### WHAT IS REQUIRED
Your task is to output the entries below word for word.

(INFORMATION SHOWN)

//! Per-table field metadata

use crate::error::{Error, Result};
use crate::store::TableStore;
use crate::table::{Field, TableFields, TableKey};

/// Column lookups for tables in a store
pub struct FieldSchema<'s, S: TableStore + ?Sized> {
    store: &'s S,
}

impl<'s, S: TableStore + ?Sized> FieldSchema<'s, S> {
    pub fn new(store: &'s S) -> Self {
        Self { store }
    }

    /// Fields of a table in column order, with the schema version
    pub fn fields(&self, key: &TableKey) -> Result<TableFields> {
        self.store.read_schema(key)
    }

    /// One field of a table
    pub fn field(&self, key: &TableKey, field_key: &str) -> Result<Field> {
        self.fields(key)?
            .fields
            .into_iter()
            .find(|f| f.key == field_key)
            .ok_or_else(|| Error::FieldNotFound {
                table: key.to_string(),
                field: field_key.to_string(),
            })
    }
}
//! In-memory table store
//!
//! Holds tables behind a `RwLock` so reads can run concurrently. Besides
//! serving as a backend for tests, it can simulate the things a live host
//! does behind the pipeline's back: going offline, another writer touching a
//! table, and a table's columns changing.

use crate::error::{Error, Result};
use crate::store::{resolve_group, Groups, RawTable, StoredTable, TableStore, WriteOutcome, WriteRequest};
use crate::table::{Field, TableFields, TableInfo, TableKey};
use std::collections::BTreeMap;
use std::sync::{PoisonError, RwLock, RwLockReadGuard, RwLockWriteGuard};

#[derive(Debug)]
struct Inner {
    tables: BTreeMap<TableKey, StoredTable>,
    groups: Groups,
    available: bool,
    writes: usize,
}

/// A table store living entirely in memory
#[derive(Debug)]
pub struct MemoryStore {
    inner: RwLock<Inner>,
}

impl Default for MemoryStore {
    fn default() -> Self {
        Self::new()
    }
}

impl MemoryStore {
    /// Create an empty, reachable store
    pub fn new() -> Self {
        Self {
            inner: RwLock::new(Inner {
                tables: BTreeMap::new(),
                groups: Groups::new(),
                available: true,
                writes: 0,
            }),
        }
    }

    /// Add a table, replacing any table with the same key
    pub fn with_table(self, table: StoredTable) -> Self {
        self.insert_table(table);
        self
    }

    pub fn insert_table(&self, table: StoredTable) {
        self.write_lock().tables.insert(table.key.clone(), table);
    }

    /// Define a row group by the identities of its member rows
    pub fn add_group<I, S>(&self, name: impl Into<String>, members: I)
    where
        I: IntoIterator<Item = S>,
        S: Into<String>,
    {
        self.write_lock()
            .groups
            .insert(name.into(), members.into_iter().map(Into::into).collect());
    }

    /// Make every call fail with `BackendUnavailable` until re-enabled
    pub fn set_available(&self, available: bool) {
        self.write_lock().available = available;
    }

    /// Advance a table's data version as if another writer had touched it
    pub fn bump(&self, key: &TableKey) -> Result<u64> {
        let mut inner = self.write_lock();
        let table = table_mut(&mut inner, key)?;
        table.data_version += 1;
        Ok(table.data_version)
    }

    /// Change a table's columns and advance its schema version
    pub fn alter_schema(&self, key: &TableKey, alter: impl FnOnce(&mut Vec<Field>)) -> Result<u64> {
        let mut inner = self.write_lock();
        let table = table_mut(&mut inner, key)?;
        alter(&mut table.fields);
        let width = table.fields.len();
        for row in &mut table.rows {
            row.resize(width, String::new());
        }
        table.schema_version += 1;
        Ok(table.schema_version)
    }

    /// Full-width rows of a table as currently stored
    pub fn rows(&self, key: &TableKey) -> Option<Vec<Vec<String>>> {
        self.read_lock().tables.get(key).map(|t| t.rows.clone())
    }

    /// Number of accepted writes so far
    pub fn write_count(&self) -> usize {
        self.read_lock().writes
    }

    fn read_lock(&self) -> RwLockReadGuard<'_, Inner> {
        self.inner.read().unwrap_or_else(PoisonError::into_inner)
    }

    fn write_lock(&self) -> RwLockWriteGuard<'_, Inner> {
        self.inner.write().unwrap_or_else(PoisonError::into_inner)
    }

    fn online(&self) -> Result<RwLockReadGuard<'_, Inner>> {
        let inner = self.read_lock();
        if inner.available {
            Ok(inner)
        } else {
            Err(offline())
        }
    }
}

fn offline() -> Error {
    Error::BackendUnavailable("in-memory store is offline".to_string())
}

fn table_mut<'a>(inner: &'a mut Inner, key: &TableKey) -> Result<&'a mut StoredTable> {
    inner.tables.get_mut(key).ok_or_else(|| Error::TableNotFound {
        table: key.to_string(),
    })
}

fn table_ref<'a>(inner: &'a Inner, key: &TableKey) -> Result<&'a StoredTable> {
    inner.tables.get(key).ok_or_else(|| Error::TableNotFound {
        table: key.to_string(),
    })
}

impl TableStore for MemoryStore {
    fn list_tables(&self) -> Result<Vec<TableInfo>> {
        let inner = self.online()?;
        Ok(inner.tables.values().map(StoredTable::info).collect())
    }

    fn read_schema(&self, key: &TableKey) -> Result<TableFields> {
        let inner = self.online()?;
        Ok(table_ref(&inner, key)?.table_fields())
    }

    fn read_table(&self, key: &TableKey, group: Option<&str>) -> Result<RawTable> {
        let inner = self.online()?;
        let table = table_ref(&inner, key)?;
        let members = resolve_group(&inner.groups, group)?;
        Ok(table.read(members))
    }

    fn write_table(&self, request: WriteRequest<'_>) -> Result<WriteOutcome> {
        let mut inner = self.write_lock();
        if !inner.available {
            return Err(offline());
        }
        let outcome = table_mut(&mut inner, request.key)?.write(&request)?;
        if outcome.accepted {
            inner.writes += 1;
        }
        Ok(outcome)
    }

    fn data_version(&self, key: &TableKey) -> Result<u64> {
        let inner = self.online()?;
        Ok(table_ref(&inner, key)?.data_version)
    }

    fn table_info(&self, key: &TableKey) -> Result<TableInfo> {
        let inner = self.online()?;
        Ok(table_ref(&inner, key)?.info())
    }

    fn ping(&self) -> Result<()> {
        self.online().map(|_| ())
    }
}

(End INFORMATION SHOWN)

### ANSWER
//! Per-table field metadata

use crate::error::{Error, Result};
use crate::store::TableStore;
use crate::table::{Field, TableFields, TableKey};

/// Column lookups for tables in a store
pub struct FieldSchema<'s, S: TableStore + ?Sized> {
    store: &'s S,
}

impl<'s, S: TableStore + ?Sized> FieldSchema<'s, S> {
    pub fn new(store: &'s S) -> Self {
        Self { store }
    }

    /// Fields of a table in column order, with the schema version
    pub fn fields(&self, key: &TableKey) -> Result<TableFields> {
        self.store.read_schema(key)
    }

    /// One field of a table
    pub fn field(&self, key: &TableKey, field_key: &str) -> Result<Field> {
        self.fields(key)?
            .fields
            .into_iter()
            .find(|f| f.key == field_key)
            .ok_or_else(|| Error::FieldNotFound {
                table: key.to_string(),
                field: field_key.to_string(),
            })
    }
}
//! In-memory table store
//!
//! Holds tables behind a `RwLock` so reads can run concurrently. Besides
//! serving as a backend for tests, it can simulate the things a live host
//! does behind the pipeline's back: going offline, another writer touching a
//! table, and a table's columns changing.

use crate::error::{Error, Result};
use crate::store::{resolve_group, Groups, RawTable, StoredTable, TableStore, WriteOutcome, WriteRequest};
use crate::table::{Field, TableFields, TableInfo, TableKey};
use std::collections::BTreeMap;
use std::sync::{PoisonError, RwLock, RwLockReadGuard, RwLockWriteGuard};

#[derive(Debug)]
struct Inner {
    tables: BTreeMap<TableKey, StoredTable>,
    groups: Groups,
    available: bool,
    writes: usize,
}

/// A table store living entirely in memory
#[derive(Debug)]
pub struct MemoryStore {
    inner: RwLock<Inner>,
}

impl Default for MemoryStore {
    fn default() -> Self {
        Self::new()
    }
}

impl MemoryStore {
    /// Create an empty, reachable store
    pub fn new() -> Self {
        Self {
            inner: RwLock::new(Inner {
                tables: BTreeMap::new(),
                groups: Groups::new(),
                available: true,
                writes: 0,
            }),
        }
    }

    /// Add a table, replacing any table with the same key
    pub fn with_table(self, table: StoredTable) -> Self {
        self.insert_table(table);
        self
    }

    pub fn insert_table(&self, table: StoredTable) {
        self.write_lock().tables.insert(table.key.clone(), table);
    }

    /// Define a row group by the identities of its member rows
    pub fn add_group<I, S>(&self, name: impl Into<String>, members: I)
    where
        I: IntoIterator<Item = S>,
        S: Into<String>,
    {
        self.write_lock()
            .groups
            .insert(name.into(), members.into_iter().map(Into::into).collect());
    }

    /// Make every call fail with `BackendUnavailable` until re-enabled
    pub fn set_available(&self, available: bool) {
        self.write_lock().available = available;
    }

    /// Advance a table's data version as if another writer had touched it
    pub fn bump(&self, key: &TableKey) -> Result<u64> {
        let mut inner = self.write_lock();
        let table = table_mut(&mut inner, key)?;
        table.data_version += 1;
        Ok(table.data_version)
    }

    /// Change a table's columns and advance its schema version
    pub fn alter_schema(&self, key: &TableKey, alter: impl FnOnce(&mut Vec<Field>)) -> Result<u64> {
        let mut inner = self.write_lock();
        let table = table_mut(&mut inner, key)?;
        alter(&mut table.fields);
        let width = table.fields.len();
        for row in &mut table.rows {
            row.resize(width, String::new());
        }
        table.schema_version += 1;
        Ok(table.schema_version)
    }

    /// Full-width rows of a table as currently stored
    pub fn rows(&self, key: &TableKey) -> Option<Vec<Vec<String>>> {
        self.read_lock().tables.get(key).map(|t| t.rows.clone())
    }

    /// Number of accepted writes so far
    pub fn write_count(&self) -> usize {
        self.read_lock().writes
    }

    fn read_lock(&self) -> RwLockReadGuard<'_, Inner> {
        self.inner.read().unwrap_or_else(PoisonError::into_inner)
    }

    fn write_lock(&self) -> RwLockWriteGuard<'_, Inner> {
        self.inner.write().unwrap_or_else(PoisonError::into_inner)
    }

    fn online(&self) -> Result<RwLockReadGuard<'_, Inner>> {
        let inner = self.read_lock();
        if inner.available {
            Ok(inner)
        } else {
            Err(offline())
        }
    }
}

fn offline() -> Error {
    Error::BackendUnavailable("in-memory store is offline".to_string())
}

fn table_mut<'a>(inner: &'a mut Inner, key: &TableKey) -> Result<&'a mut StoredTable> {
    inner.tables.get_mut(key).ok_or_else(|| Error::TableNotFound {
        table: key.to_string(),
    })
}

fn table_ref<'a>(inner: &'a Inner, key: &TableKey) -> Result<&'a StoredTable> {
    inner.tables.get(key).ok_or_else(|| Error::TableNotFound {
        table: key.to_string(),
    })
}

impl TableStore for MemoryStore {
    fn list_tables(&self) -> Result<Vec<TableInfo>> {
        let inner = self.online()?;
        Ok(inner.tables.values().map(StoredTable::info).collect())
    }

    fn read_schema(&self, key: &TableKey) -> Result<TableFields> {
        let inner = self.online()?;
        Ok(table_ref(&inner, key)?.table_fields())
    }

    fn read_table(&self, key: &TableKey, group: Option<&str>) -> Result<RawTable> {
        let inner = self.online()?;
        let table = table_ref(&inner, key)?;
        let members = resolve_group(&inner.groups, group)?;
        Ok(table.read(members))
    }

    fn write_table(&self, request: WriteRequest<'_>) -> Result<WriteOutcome> {
        let mut inner = self.write_lock();
        if !inner.available {
            return Err(offline());
        }
        let outcome = table_mut(&mut inner, request.key)?.write(&request)?;
        if outcome.accepted {
            inner.writes += 1;
        }
        Ok(outcome)
    }

    fn data_version(&self, key: &TableKey) -> Result<u64> {
        let inner = self.online()?;
        Ok(table_ref(&inner, key)?.data_version)
    }

    fn table_info(&self, key: &TableKey) -> Result<TableInfo> {
        let inner = self.online()?;
        Ok(table_ref(&inner, key)?.info())
    }

    fn ping(&self) -> Result<()> {
        self.online().map(|_| ())
    }
}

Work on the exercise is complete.